A Bay Area Dadnab user sends a text message (SMS) with an origin and destination to bay[.]dadnab.com. Seconds later, the user receives a text message with the optimal routes and times to get to the desired destination by rail, bus, or ferry.
Dadnab incorporates schedule information from 28 Bay Area transit providers and serves a population of more than seven million residents in the region.
Entrepreneur Roger L. Cauvin founded and operates the service.
“The Dadnab service is for people who want to reach their destinations efficiently and without having to study maps and schedules,” he says. “Having an itinerary delivered to your phone – wherever you are and whenever you want – makes public transportation easy.”

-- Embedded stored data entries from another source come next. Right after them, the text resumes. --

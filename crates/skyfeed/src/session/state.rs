// SPDX-License-Identifier: Apache-2.0 OR MIT
// Copyright (c) 2025-2026 naskel.com

//! Session state and its observable cell.
//!
//! ```text
//!      +-------------+
//!      |Disconnected |<-----------------------------+
//!      +------+------+                              |
//!             | supervisor attempt                  | reconnect delay
//!             v                                     |
//!      +-------------+                              |
//!      | Connecting  |--(connect failed)----------->+
//!      +------+------+                              |
//!             | connected                           |
//!             v                                     |
//!      +-------------+                              |
//!      | Handshaking |--(send failed)-------+       |
//!      +------+------+                      |       |
//!             | access + open-stream sent   |       |
//!             v                             v       |
//!      +-------------+  (error/EOF)   +-----------+ |
//!      |  Streaming  |--------------->|  Closing  |-+
//!      +-------------+                +-----------+
//! ```

use std::fmt;
use std::time::{Duration, Instant};

use parking_lot::{Condvar, Mutex, RwLock};

use crate::ctp::Telemetry;

/// Control session state.
#[derive(Clone, Copy, Debug, Default, PartialEq, Eq, Hash)]
pub enum SessionState {
    /// No connection; waiting for the next attempt.
    #[default]
    Disconnected,
    /// Opening the reliable transport.
    Connecting,
    /// Sending access and open-stream requests.
    Handshaking,
    /// Stream open, keepalive running.
    Streaming,
    /// Tearing down the failed attempt.
    Closing,
}

impl SessionState {
    pub fn is_streaming(&self) -> bool {
        matches!(self, SessionState::Streaming)
    }
}

impl fmt::Display for SessionState {
    fn fmt(&self, f: &mut fmt::Formatter<'_>) -> fmt::Result {
        let s = match self {
            SessionState::Disconnected => "Disconnected",
            SessionState::Connecting => "Connecting",
            SessionState::Handshaking => "Handshaking",
            SessionState::Streaming => "Streaming",
            SessionState::Closing => "Closing",
        };
        write!(f, "{}", s)
    }
}

#[derive(Debug, Default)]
struct Snapshot {
    state: SessionState,
    generation: u64,
    handshakes: u64,
    disconnects: u64,
    keepalives: u64,
    last_keepalive: Option<Instant>,
}

/// Shared view of the session, written by the supervisor and read by
/// anyone holding an `Arc` to it.
#[derive(Debug, Default)]
pub struct SessionMonitor {
    inner: Mutex<Snapshot>,
    changed: Condvar,
    telemetry: RwLock<Option<Telemetry>>,
}

impl SessionMonitor {
    pub fn new() -> Self {
        Self::default()
    }

    pub fn state(&self) -> SessionState {
        self.inner.lock().state
    }

    /// Generation of the most recent connection attempt (0 before the first).
    pub fn generation(&self) -> u64 {
        self.inner.lock().generation
    }

    /// Completed handshakes across all attempts.
    pub fn handshakes(&self) -> u64 {
        self.inner.lock().handshakes
    }

    /// Streaming sessions that were lost.
    pub fn disconnects(&self) -> u64 {
        self.inner.lock().disconnects
    }

    /// Keepalives sent across all attempts.
    pub fn keepalives(&self) -> u64 {
        self.inner.lock().keepalives
    }

    /// When the last keepalive of a live attempt went out.
    pub fn last_keepalive(&self) -> Option<Instant> {
        self.inner.lock().last_keepalive
    }

    /// Latest flight telemetry pushed by the device, if any.
    pub fn telemetry(&self) -> Option<Telemetry> {
        *self.telemetry.read()
    }

    /// Block until the session reaches `state` or `timeout` elapses.
    pub fn wait_for(&self, state: SessionState, timeout: Duration) -> bool {
        let deadline = Instant::now() + timeout;
        let mut inner = self.inner.lock();
        while inner.state != state {
            if self.changed.wait_until(&mut inner, deadline).timed_out() {
                return inner.state == state;
            }
        }
        true
    }

    /// Block until at least `count` handshakes completed or `timeout` elapses.
    pub fn wait_for_handshakes(&self, count: u64, timeout: Duration) -> bool {
        let deadline = Instant::now() + timeout;
        let mut inner = self.inner.lock();
        while inner.handshakes < count {
            if self.changed.wait_until(&mut inner, deadline).timed_out() {
                return inner.handshakes >= count;
            }
        }
        true
    }

    pub(crate) fn set_state(&self, state: SessionState) {
        let mut inner = self.inner.lock();
        if inner.state == state {
            return;
        }
        log::debug!("[CTP] session {} -> {}", inner.state, state);
        if inner.state == SessionState::Streaming {
            inner.disconnects += 1;
        }
        inner.state = state;
        drop(inner);
        self.changed.notify_all();
    }

    pub(crate) fn begin_attempt(&self, generation: u64) {
        self.inner.lock().generation = generation;
        self.changed.notify_all();
    }

    pub(crate) fn record_handshake(&self) {
        let mut inner = self.inner.lock();
        inner.handshakes += 1;
        inner.state = SessionState::Streaming;
        drop(inner);
        self.changed.notify_all();
    }

    pub(crate) fn record_keepalive(&self, at: Instant) {
        let mut inner = self.inner.lock();
        inner.keepalives += 1;
        inner.last_keepalive = Some(at);
    }

    pub(crate) fn record_telemetry(&self, telemetry: Telemetry) {
        *self.telemetry.write() = Some(telemetry);
    }
}
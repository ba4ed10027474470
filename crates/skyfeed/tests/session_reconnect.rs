// SPDX-License-Identifier: Apache-2.0 OR MIT
// Copyright (c) 2025-2026 naskel.com

#![allow(clippy::uninlined_format_args)] // Test code readability over pedantic
#![allow(clippy::cast_possible_truncation)] // Test parameters

//! Control session against a fake device.
//!
//! Test scenarios:
//! - Handshake order: access, open-stream, then keepalives
//! - Device drops the connection: supervisor reconnects and handshakes again
//! - Video endpoint survives the reconnect
//! - Closure is detected within one keepalive interval, and the next
//!   handshake starts within keepalive interval + reconnect delay
//! - Command link follows the streaming session
//! - Shutdown while streaming returns promptly

use std::io::Read;
use std::net::{IpAddr, Ipv4Addr, TcpListener, TcpStream, UdpSocket};
use std::time::{Duration, Instant};

use crossbeam::channel::{self, Receiver};
use serde_json::Value;
use skyfeed::ctp::{ByteOrder, CtpDecoder, CtpFrame};
use skyfeed::sink::{DecodeSink, RasterFrame};
use skyfeed::video::{Fragment, FragmentHeader};
use skyfeed::{
    AccessUnit, SessionState, SinkError, StreamConfig, StreamHandle, StreamService,
    TransportError,
};

const WAIT: Duration = Duration::from_secs(5);

/// Sink that forwards every access unit to the test.
struct Recorder {
    tx: channel::Sender<AccessUnit>,
}

impl DecodeSink for Recorder {
    fn submit(&mut self, unit: &AccessUnit) -> Result<Option<RasterFrame>, SinkError> {
        let _ = self.tx.send(unit.clone());
        Ok(None)
    }
}

fn loopback_config(control_port: u16) -> StreamConfig {
    StreamConfig {
        host: IpAddr::V4(Ipv4Addr::LOCALHOST),
        control_port,
        bind_address: IpAddr::V4(Ipv4Addr::LOCALHOST),
        video_port: 0,
        keepalive_interval_ms: 40,
        reconnect_delay_ms: 100,
        connect_timeout_ms: 1000,
        handshake_gap_ms: 10,
        io_timeout_ms: 20,
        ..Default::default()
    }
}

fn start(config: StreamConfig) -> (StreamHandle, Receiver<AccessUnit>) {
    let (tx, rx) = channel::unbounded();
    let factory = move || -> Result<Box<dyn DecodeSink>, SinkError> {
        Ok(Box::new(Recorder { tx: tx.clone() }))
    };
    let handle = StreamService::start(config, factory, |_frame: RasterFrame| {}).unwrap();
    (handle, rx)
}

/// Accept with a deadline so a broken supervisor fails the test instead of
/// hanging it.
fn accept(listener: &TcpListener) -> TcpStream {
    listener.set_nonblocking(true).unwrap();
    let deadline = Instant::now() + WAIT;
    loop {
        match listener.accept() {
            Ok((stream, _)) => {
                stream.set_nonblocking(false).unwrap();
                stream
                    .set_read_timeout(Some(Duration::from_millis(50)))
                    .unwrap();
                return stream;
            }
            Err(e) if e.kind() == std::io::ErrorKind::WouldBlock => {
                assert!(Instant::now() < deadline, "no connection attempt");
                std::thread::sleep(Duration::from_millis(5));
            }
            Err(e) => panic!("accept failed: {}", e),
        }
    }
}

fn read_frames(stream: &mut TcpStream, count: usize) -> Vec<CtpFrame> {
    let mut decoder = CtpDecoder::new(ByteOrder::Big);
    let mut frames = Vec::new();
    let mut buf = [0u8; 1024];
    let deadline = Instant::now() + WAIT;

    while frames.len() < count && Instant::now() < deadline {
        if let Ok(n) = stream.read(&mut buf) {
            assert!(n > 0, "receiver closed the control connection");
            decoder.feed(&buf[..n]);
            while let Some(frame) = decoder.next_frame().unwrap() {
                frames.push(frame);
            }
        }
    }
    frames
}

fn topics(frames: &[CtpFrame]) -> Vec<&str> {
    frames.iter().map(|f| f.topic.as_str()).collect()
}

fn whole_frame(frame_id: u32, body: &[u8]) -> Vec<u8> {
    let mut data = vec![0, 0, 0, 1];
    data.extend_from_slice(body);
    Fragment::build(
        FragmentHeader {
            stream_type: 1,
            reserved: 0,
            payload_len: 0,
            sequence: frame_id,
            frame_size: data.len() as u32,
            offset: 0,
            frame_id,
        },
        &data,
    )
}

#[test]
fn test_handshake_then_keepalive() {
    let device = TcpListener::bind("127.0.0.1:0").unwrap();
    let config = loopback_config(device.local_addr().unwrap().port());
    let (handle, _units) = start(config);

    let mut conn = accept(&device);
    let frames = read_frames(&mut conn, 4);
    assert_eq!(
        topics(&frames),
        vec![
            "APP_ACCESS",
            "OPEN_RT_STREAM",
            "CTP_KEEP_ALIVE",
            "CTP_KEEP_ALIVE"
        ]
    );

    let access: Value = serde_json::from_slice(&frames[0].content).unwrap();
    assert_eq!(access["op"], "PUT");
    assert_eq!(access["param"]["ver"], "907");

    let open: Value = serde_json::from_slice(&frames[1].content).unwrap();
    assert_eq!(open["param"]["w"], "1280");
    assert_eq!(open["param"]["h"], "720");
    assert_eq!(open["param"]["fps"], "25");
    assert_eq!(open["param"]["rate"], "8000");

    let keepalive: Value = serde_json::from_slice(&frames[2].content).unwrap();
    assert_eq!(keepalive["param"], serde_json::json!({}));

    let session = handle.session();
    assert!(session.wait_for(SessionState::Streaming, WAIT));
    assert_eq!(session.handshakes(), 1);
}

#[test]
fn test_reconnect_after_device_drop() {
    let device = TcpListener::bind("127.0.0.1:0").unwrap();
    let config = loopback_config(device.local_addr().unwrap().port());
    let (handle, units) = start(config);
    let session = handle.session();
    let video_addr = handle.video_addr();

    let mut first = accept(&device);
    assert_eq!(read_frames(&mut first, 2).len(), 2);
    assert!(session.wait_for_handshakes(1, WAIT));
    let first_generation = session.generation();

    // Device goes away.
    drop(first);

    let mut second = accept(&device);
    let frames = read_frames(&mut second, 3);
    assert_eq!(
        topics(&frames),
        vec!["APP_ACCESS", "OPEN_RT_STREAM", "CTP_KEEP_ALIVE"]
    );
    assert!(session.wait_for_handshakes(2, WAIT));
    assert!(session.generation() > first_generation);
    assert!(session.disconnects() >= 1);

    // The video endpoint was never rebound.
    assert_eq!(handle.video_addr(), video_addr);
    let sender = UdpSocket::bind("127.0.0.1:0").unwrap();
    sender
        .send_to(&whole_frame(77, &[0x65, 0x88]), video_addr)
        .unwrap();
    let unit = units.recv_timeout(WAIT).unwrap();
    assert_eq!(unit.frame_id, 77);
    assert_eq!(unit.data, vec![0, 0, 0, 1, 0x65, 0x88]);
}

/// Poll `cond` until it holds or `limit` elapses; returns the time taken.
fn time_until(limit: Duration, mut cond: impl FnMut() -> bool) -> Option<Duration> {
    let start = Instant::now();
    while start.elapsed() < limit {
        if cond() {
            return Some(start.elapsed());
        }
        std::thread::sleep(Duration::from_millis(1));
    }
    None
}

#[test]
fn test_closure_detected_within_keepalive_interval() {
    let device = TcpListener::bind("127.0.0.1:0").unwrap();
    let config = StreamConfig {
        keepalive_interval_ms: 500,
        reconnect_delay_ms: 100,
        ..loopback_config(device.local_addr().unwrap().port())
    };
    let keepalive = config.keepalive_interval();
    let reconnect = config.reconnect_delay();
    let (handle, _units) = start(config);
    let session = handle.session();

    let mut first = accept(&device);
    assert_eq!(read_frames(&mut first, 2).len(), 2);
    assert!(session.wait_for(SessionState::Streaming, WAIT));

    let dropped_at = Instant::now();
    drop(first);

    let detected = time_until(WAIT, || session.disconnects() >= 1)
        .expect("closure never detected");
    assert!(
        detected < keepalive,
        "closure detected after {:?}, keepalive interval {:?}",
        detected,
        keepalive
    );

    let mut second = accept(&device);
    let frames = read_frames(&mut second, 1);
    let handshake_after = dropped_at.elapsed();
    assert_eq!(topics(&frames), vec!["APP_ACCESS"]);
    assert!(
        handshake_after < keepalive + reconnect,
        "new handshake after {:?}, bound {:?}",
        handshake_after,
        keepalive + reconnect
    );
}

#[test]
fn test_keepalives_recorded_on_monitor() {
    let device = TcpListener::bind("127.0.0.1:0").unwrap();
    let config = loopback_config(device.local_addr().unwrap().port());
    let (handle, _units) = start(config);

    let mut conn = accept(&device);
    let frames = read_frames(&mut conn, 4);
    assert_eq!(&topics(&frames)[2..], &["CTP_KEEP_ALIVE", "CTP_KEEP_ALIVE"]);

    assert!(time_until(WAIT, || handle.stats().keepalives >= 2).is_some());
    let stats = handle.stats();
    let last = stats.last_keepalive.unwrap();
    assert!(last.elapsed() < WAIT);
}

#[test]
fn test_command_link_follows_session() {
    let device = TcpListener::bind("127.0.0.1:0").unwrap();
    let config = loopback_config(device.local_addr().unwrap().port());
    let (handle, _units) = start(config);
    let commands = handle.command_link();
    let session = handle.session();

    let mut conn = accept(&device);
    assert!(session.wait_for(SessionState::Streaming, WAIT));
    commands.send(&[0x66, 0x80, 0x80, 0x80, 0x80, 0x00, 0x99]).unwrap();

    // The raw packet lands somewhere after the handshake frames.
    let mut received = Vec::new();
    let mut buf = [0u8; 1024];
    let deadline = Instant::now() + WAIT;
    let needle = [0x66, 0x80, 0x80, 0x80, 0x80, 0x00, 0x99];
    while !received.windows(needle.len()).any(|w| w == needle) && Instant::now() < deadline {
        if let Ok(n) = conn.read(&mut buf) {
            received.extend_from_slice(&buf[..n]);
        }
    }
    assert!(received.windows(needle.len()).any(|w| w == needle));

    drop(conn);
    drop(device);
    assert!(session.wait_for(SessionState::Disconnected, WAIT));
    assert!(matches!(
        commands.send(&[0x00]),
        Err(TransportError::NotConnected)
    ));
}

#[test]
fn test_shutdown_while_streaming_is_prompt() {
    let device = TcpListener::bind("127.0.0.1:0").unwrap();
    let config = loopback_config(device.local_addr().unwrap().port());
    let (mut handle, _units) = start(config);

    let _conn = accept(&device);
    assert!(handle.session().wait_for(SessionState::Streaming, WAIT));

    let started = Instant::now();
    handle.shutdown();
    assert!(started.elapsed() < Duration::from_secs(2));
    assert_eq!(handle.stats().session, SessionState::Disconnected);

    // Idempotent.
    handle.shutdown();
}
// SPDX-License-Identifier: Apache-2.0 OR MIT
// Copyright (c) 2025-2026 naskel.com

//! Reliable control connection.
//!
//! The write half is shared by the handshake, the keepalive task and the
//! external command channel, so every write goes through one mutex. The read
//! half is a cloned stream owned by the drain task.

use std::io::Write;
use std::net::{Shutdown as NetShutdown, SocketAddr, TcpStream};
use std::time::Duration;

use parking_lot::Mutex;

use crate::ctp::{ByteOrder, ControlMessage, CtpFrame};
use crate::error::{Error, TransportError};

/// One open control connection.
pub struct ControlLink {
    writer: Mutex<TcpStream>,
    peer: SocketAddr,
    order: ByteOrder,
}

impl ControlLink {
    /// Connect with a bounded timeout.
    ///
    /// Reads on the stream (and its clones) time out after `io_timeout` so
    /// the drain task observes shutdown and retirement promptly.
    pub fn connect(
        addr: SocketAddr,
        connect_timeout: Duration,
        io_timeout: Duration,
    ) -> Result<Self, TransportError> {
        let connect_err = |source| TransportError::Connect { addr, source };

        let stream = TcpStream::connect_timeout(&addr, connect_timeout).map_err(connect_err)?;
        stream.set_nodelay(true).map_err(connect_err)?;
        stream.set_read_timeout(Some(io_timeout)).map_err(connect_err)?;
        stream
            .set_write_timeout(Some(connect_timeout))
            .map_err(connect_err)?;

        log::info!("[CTP] connected to {}", addr);

        Ok(Self {
            writer: Mutex::new(stream),
            peer: addr,
            order: ByteOrder::Big,
        })
    }

    pub fn peer(&self) -> SocketAddr {
        self.peer
    }

    pub fn order(&self) -> ByteOrder {
        self.order
    }

    /// Clone the stream for the drain task.
    pub fn reader(&self) -> Result<TcpStream, TransportError> {
        self.writer.lock().try_clone().map_err(TransportError::Receive)
    }

    /// Encode and send one control message.
    pub fn send(&self, message: &ControlMessage) -> Result<(), Error> {
        let frame = message.to_frame()?;
        self.send_frame(&frame)?;
        log::debug!("[CTP] -> {} {}", frame.topic, frame.content_str());
        Ok(())
    }

    pub fn send_frame(&self, frame: &CtpFrame) -> Result<(), Error> {
        let bytes = frame.encode(self.order)?;
        self.send_raw(&bytes)?;
        Ok(())
    }

    /// Write pre-encoded bytes under the write lock.
    pub fn send_raw(&self, bytes: &[u8]) -> Result<(), TransportError> {
        let mut stream = self.writer.lock();
        stream.write_all(bytes).map_err(TransportError::Send)?;
        stream.flush().map_err(TransportError::Send)
    }

    /// Shut both directions down, unblocking any pending read.
    pub fn close(&self) {
        if let Err(e) = self.writer.lock().shutdown(NetShutdown::Both) {
            log::trace!("[CTP] shutdown of {}: {}", self.peer, e);
        }
    }
}

impl std::fmt::Debug for ControlLink {
    fn fmt(&self, f: &mut std::fmt::Formatter<'_>) -> std::fmt::Result {
        f.debug_struct("ControlLink")
            .field("peer", &self.peer)
            .field("order", &self.order)
            .finish()
    }
}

The Bay Area service not only delivers exact departure, transfer, and arrival times in text messages, it also enables commuters to travel across cities.
“A Google employee can send a single text message to find out how to get from Google headquarters in Mountain View to Apple headquarters in Cupertino,” he offers as an example.
In addition to entering their origins and destinations, Dadnab users can include desired departure or arrival times in their queries. Instructions, examples, and support are available through Dadnab’s Website.
San Francisco resident Alicia Johnson learned about Dadnab through a friend. “Not only does Dadnab bring the convenience of text messaging to public transportation, it enables me to travel throughout the Bay Area without a car,” she says.
Dadnab also serves Austin, Boston, Chicago, Dallas, Houston, Seattle, and the tri-state New York, New Jersey, and Connecticut area.